→ **PROBLEM TO WORK ON**: Go through the data and tally the lines that include "emitted". The reply is that number alone.

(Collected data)
---

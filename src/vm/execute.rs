//! Execution engine.
//!
//! Implements the fetch-execute cycle over a loaded [`Program`] and all
//! instruction behaviors.

use crate::asm::Program;
use crate::vm::instruction::{Instruction, Operand, OperandError};
use crate::vm::stack::Frame;
use crate::vm::{CallStack, Comparator, Register, RegisterFile};
use serde::{Serialize, Deserialize};
use std::fmt;
use thiserror::Error;

/// How a machine stopped running normally.
#[derive(Debug, Clone, Copy, PartialEq, Eq, Serialize, Deserialize)]
#[serde(rename_all = "lowercase")]
pub enum EndKind {
    /// An `end` instruction ran.
    Explicit,
    /// Execution ran past the last instruction.
    Exhausted,
}

/// Machine execution state.
#[derive(Debug, Clone, Copy, PartialEq, Eq, Serialize, Deserialize)]
#[serde(rename_all = "lowercase")]
pub enum MachineState {
    /// Machine is running normally.
    Running,
    /// Machine has stopped without error.
    Ended(EndKind),
    /// Machine hit a fatal error.
    Faulted,
}

/// What an executed instruction did beyond its register effects.
#[derive(Debug, Clone, PartialEq, Eq)]
pub enum Effect {
    /// Registers only.
    None,
    /// `prnt` emitted a value.
    Print(i32),
    /// `cmp` set the comparator.
    Compared(Comparator),
    /// A jump was taken.
    Jump { label: String, target: usize },
    /// A conditional jump fell through.
    NotTaken,
    /// A subroutine was entered.
    Call { label: String, target: usize, depth: usize },
    /// A subroutine returned.
    Return { target: usize },
    /// `end` ran.
    End,
}

/// Record of one dispatched instruction.
#[derive(Debug, Clone, PartialEq, Eq)]
pub struct Step {
    /// Index of the instruction.
    pub index: usize,
    /// Source line of the instruction.
    pub line: usize,
    pub instruction: Instruction,
    pub effect: Effect,
}

impl fmt::Display for Step {
    fn fmt(&self, f: &mut fmt::Formatter<'_>) -> fmt::Result {
        write!(f, "{:03} L{:<4} {:<18}", self.index, self.line, self.instruction.to_string())?;
        match &self.effect {
            Effect::None => Ok(()),
            Effect::Print(value) => write!(f, "> {}", value),
            Effect::Compared(cmp) => write!(f, "comparator = {}", cmp),
            Effect::Jump { label, target } => write!(f, "jumped to {} ({:03})", label, target),
            Effect::NotTaken => f.write_str("not taken"),
            Effect::Call { label, target, depth } => {
                write!(f, "called {} ({:03}), depth {}", label, target, depth)
            }
            Effect::Return { target } => write!(f, "returned to {:03}", target),
            Effect::End => f.write_str("end"),
        }
    }
}

/// The interpreter: one program plus all mutable execution state.
#[derive(Debug, Clone)]
pub struct Machine {
    program: Program,
    /// Register file.
    pub regs: RegisterFile,
    /// Result of the last `cmp`.
    pub comparator: Comparator,
    /// Pending returns.
    pub stack: CallStack,
    /// Index of the next instruction.
    pc: usize,
    /// Current execution state.
    pub state: MachineState,
    /// Instructions executed so far.
    pub steps: u64,
    /// Values emitted by `prnt`.
    output: Vec<i32>,
}

impl Machine {
    /// Create a machine ready to run `program` from its first instruction.
    pub fn new(program: Program) -> Self {
        let mut machine = Self {
            program,
            regs: RegisterFile::new(),
            comparator: Comparator::Unset,
            stack: CallStack::new(),
            pc: 0,
            state: MachineState::Running,
            steps: 0,
            output: Vec::new(),
        };
        machine.check_exhausted();
        machine
    }

    /// Reset all execution state, keeping the program.
    pub fn reset(&mut self) {
        self.regs.reset();
        self.comparator = Comparator::Unset;
        self.stack.clear();
        self.pc = 0;
        self.state = MachineState::Running;
        self.steps = 0;
        self.output.clear();
        self.check_exhausted();
    }

    pub fn program(&self) -> &Program {
        &self.program
    }

    /// Index of the next instruction to run.
    pub fn pc(&self) -> usize {
        self.pc
    }

    /// Values printed so far.
    pub fn output(&self) -> &[i32] {
        &self.output
    }

    /// Read a register.
    pub fn register(&self, reg: Register) -> i32 {
        self.regs.get(reg)
    }

    /// Execute a single instruction.
    ///
    /// On error the machine is left `Faulted` with nothing from the failing
    /// instruction committed.
    pub fn step(&mut self) -> Result<Step, MachineError> {
        if self.state != MachineState::Running {
            return Err(MachineError::NotRunning(self.state));
        }

        // Fetch
        let index = self.pc;
        let (line, decoded) = match self.program.get(index) {
            Some(stmt) => (stmt.line, stmt.instruction.as_ref()),
            None => {
                self.state = MachineState::Ended(EndKind::Exhausted);
                return Err(MachineError::NotRunning(self.state));
            }
        };

        let instruction = match decoded {
            Ok(instr) => instr.clone(),
            Err(e) => {
                let error = MachineError::from(e.clone());
                return Err(self.fault(error));
            }
        };

        // Execute
        let effect = match self.execute(&instruction, line) {
            Ok(effect) => effect,
            Err(e) => return Err(self.fault(e)),
        };

        self.steps += 1;
        self.check_exhausted();

        Ok(Step { index, line, instruction, effect })
    }

    /// Run until the machine ends or faults.
    ///
    /// Returns the number of instructions executed.
    pub fn run(&mut self) -> Result<u64, MachineError> {
        let start_steps = self.steps;

        while self.state == MachineState::Running {
            self.step()?;
        }

        Ok(self.steps - start_steps)
    }

    /// Run for at most `max_steps` instructions.
    pub fn run_limited(&mut self, max_steps: u64) -> Result<u64, MachineError> {
        let start_steps = self.steps;
        let limit = self.steps + max_steps;

        while self.state == MachineState::Running && self.steps < limit {
            self.step()?;
        }

        Ok(self.steps - start_steps)
    }

    /// Execute a decoded instruction found on `line`.
    fn execute(&mut self, instr: &Instruction, line: usize) -> Result<Effect, MachineError> {
        let effect = match instr {
            // ==================== Data ====================

            Instruction::Mov { dst, src } => {
                let value = self.value(*src);
                self.regs.set(*dst, value);
                Effect::None
            }

            Instruction::Inc { dst } => {
                self.regs.update(*dst, |v| v.wrapping_add(1));
                Effect::None
            }

            Instruction::Dec { dst } => {
                self.regs.update(*dst, |v| v.wrapping_sub(1));
                Effect::None
            }

            Instruction::Add { dst, src } => {
                let value = self.value(*src);
                self.regs.update(*dst, |v| v.wrapping_add(value));
                Effect::None
            }

            Instruction::Sub { dst, src } => {
                let value = self.value(*src);
                self.regs.update(*dst, |v| v.wrapping_sub(value));
                Effect::None
            }

            Instruction::Mul { dst, src } => {
                let value = self.value(*src);
                self.regs.update(*dst, |v| v.wrapping_mul(value));
                Effect::None
            }

            Instruction::Div { dst, src } => {
                let divisor = self.value(*src);
                if divisor == 0 {
                    return Err(MachineError::DivisionByZero { line });
                }
                self.regs.update(*dst, |v| v.wrapping_div(divisor));
                Effect::None
            }

            Instruction::Cmp { lhs, rhs } => {
                self.comparator = Comparator::compare(self.regs.get(*lhs), self.value(*rhs));
                Effect::Compared(self.comparator)
            }

            Instruction::Prnt { src } => {
                let value = self.regs.get(*src);
                self.output.push(value);
                Effect::Print(value)
            }

            // ==================== Control Flow ====================

            Instruction::Jump { cond, label } => {
                if cond.holds(self.comparator) {
                    let target = self.resolve(label, line)?;
                    self.pc = target;
                    Effect::Jump { label: label.clone(), target }
                } else {
                    self.pc += 1;
                    Effect::NotTaken
                }
            }

            Instruction::Call { label } => {
                let target = self.resolve(label, line)?;
                self.stack.push(Frame { return_to: self.pc + 1, call_line: line });
                self.pc = target;
                Effect::Call {
                    label: label.clone(),
                    target,
                    depth: self.stack.len(),
                }
            }

            Instruction::Ret => {
                let frame = self.stack.pop().ok_or(MachineError::EmptyCallStack { line })?;
                self.pc = frame.return_to;
                Effect::Return { target: frame.return_to }
            }

            Instruction::End => {
                self.state = MachineState::Ended(EndKind::Explicit);
                Effect::End
            }
        };

        if !instr.is_control_flow() {
            self.pc += 1;
        }
        Ok(effect)
    }

    /// Value of a source operand.
    fn value(&self, operand: Operand) -> i32 {
        match operand {
            Operand::Register(reg) => self.regs.get(reg),
            Operand::Immediate(value) => value,
        }
    }

    fn resolve(&self, label: &str, line: usize) -> Result<usize, MachineError> {
        self.program
            .labels()
            .resolve(label)
            .ok_or_else(|| MachineError::UnresolvedLabel { line, label: label.to_string() })
    }

    fn fault(&mut self, error: MachineError) -> MachineError {
        self.state = MachineState::Faulted;
        error
    }

    fn check_exhausted(&mut self) {
        if self.state == MachineState::Running && self.pc >= self.program.len() {
            self.state = MachineState::Ended(EndKind::Exhausted);
        }
    }

    /// Check if the machine is running.
    pub fn is_running(&self) -> bool {
        self.state == MachineState::Running
    }
}

/// Errors that can occur during execution.
#[derive(Debug, Clone, PartialEq, Eq, Error)]
pub enum MachineError {
    #[error("machine not running: {0:?}")]
    NotRunning(MachineState),

    #[error(transparent)]
    Operand(#[from] OperandError),

    #[error("cannot jump to label {label} at line {line}")]
    UnresolvedLabel { line: usize, label: String },

    #[error("division by zero at line {line}")]
    DivisionByZero { line: usize },

    #[error("cannot return from the subroutine at line {line}: call stack is empty")]
    EmptyCallStack { line: usize },
}

impl MachineError {
    /// Source line of the failing instruction, if there was one.
    pub fn line(&self) -> Option<usize> {
        match self {
            MachineError::NotRunning(_) => None,
            MachineError::Operand(e) => Some(e.line()),
            MachineError::UnresolvedLabel { line, .. }
            | MachineError::DivisionByZero { line }
            | MachineError::EmptyCallStack { line } => Some(*line),
        }
    }
}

---

→ **RESULT**: 2